Like me, I’m sure you’re tired of seeing pumpkin spice everywhere. It’s time to take back the best time of the year with a pumpkin soup that is not flavored with cinnamon for goodness sake! My Pumpkin Ginger Coconut Soup is delicious and a wonderful way to eat pumpkin!
Oven and Solar Oven Recipe
I’ve written this recipe so that you can use a regular oven or a solar oven. You are basically just roasting the veggies until they get soft.
It takes about an hour in an oven, and 2-3 hours in a solar oven. I have a Sunflair Solar oven, and I am loving it!
I also have some of their bakeware to use with the oven. Their 3lb. round roaster worked perfectly to make this soup!
Pumpkin Ginger Coconut Soup Recipe
Pumpkin Ginger Coconut Soup Recipe:
- 1-2 cups pumpkin
- 7-10 carrots (sliced)
- 3 bell peppers (diced)
- 12 oz ginger (sliced thin)
- 1 8oz coconut milk (canned)
- 3 cups vegetable broth
- a dash of Mrs Dash for garnish
- salt to taste
- Preheat oven at 350º F or for a solar oven 200-250º F. Times will vary, Remember to use OVEN MITTS.
- Start with the 1-2 cups of pumpkin, place them in your solar oven bakeware or a casserole dish for a regular oven.
- Add carrots, bell peppers, vegetable broth, and salt to the pan. Mix well.
- Bake until vegetables are soft, this should take about an hour. Stir after 30 minutes.
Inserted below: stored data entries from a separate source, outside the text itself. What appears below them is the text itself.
// On-chip sensors published over MQTT

use agent_core::telemetry::{SensorReading, SensorSource};

/// The die temperature sensor. The board carries no humidity sensor, so the
/// humidity topic stays silent.
pub struct ChipSensors {
    temp_sensor_handle: Option<esp_idf_sys::temperature_sensor_handle_t>,
}

impl ChipSensors {
    pub fn new() -> Self {
        let temp_handle = unsafe {
            use esp_idf_sys::*;

            let tsens_config = temperature_sensor_config_t {
                range_min: -10,
                range_max: 80,
                clk_src: soc_periph_temperature_sensor_clk_src_t_TEMPERATURE_SENSOR_CLK_SRC_DEFAULT,
            };

            let mut handle: temperature_sensor_handle_t = std::ptr::null_mut();
            let ret = temperature_sensor_install(&tsens_config, &mut handle);
            if ret != ESP_OK {
                log::warn!("Failed to install temperature sensor: {}", ret);
                None
            } else {
                let ret = temperature_sensor_enable(handle);
                if ret != ESP_OK {
                    log::warn!("Failed to enable temperature sensor: {}", ret);
                    temperature_sensor_uninstall(handle);
                    None
                } else {
                    log::info!("Temperature sensor initialized successfully");
                    Some(handle)
                }
            }
        };

        Self {
            temp_sensor_handle: temp_handle,
        }
    }

    fn read_internal_temperature(&self) -> Option<f32> {
        let handle = self.temp_sensor_handle?;
        let mut temp_celsius = 0.0f32;
        let ret = unsafe { esp_idf_sys::temperature_sensor_get_celsius(handle, &mut temp_celsius) };
        if ret != esp_idf_sys::ESP_OK {
            log::warn!("Failed to read temperature: {}", ret);
            None
        } else {
            Some(temp_celsius)
        }
    }
}

impl SensorSource for ChipSensors {
    fn sample(&mut self) -> SensorReading {
        SensorReading {
            temperature_c: self.read_internal_temperature(),
            humidity_pct: None,
        }
    }
}

impl Drop for ChipSensors {
    fn drop(&mut self) {
        if let Some(handle) = self.temp_sensor_handle {
            unsafe {
                esp_idf_sys::temperature_sensor_disable(handle);
                esp_idf_sys::temperature_sensor_uninstall(handle);
            }
        }
    }
}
- Sauté ginger in olive oil. Add it to the vegetable mix.
- Puree vegetable mix with a food processor. Add coconut milk to some of the mixture and blend that in as well.
- Place the whole mixture in a bowl and stir well.
- Garnish with Mrs. Dash and serve!
This is a great combination of ingredients. Who needs cinnamon to spice up pumpkin?
Not this girl. I hope you like the recipe! I served mine with dinner rolls for fun. My vegetable loving child approved! Days later and he is still talking about it! I think it’s a hit!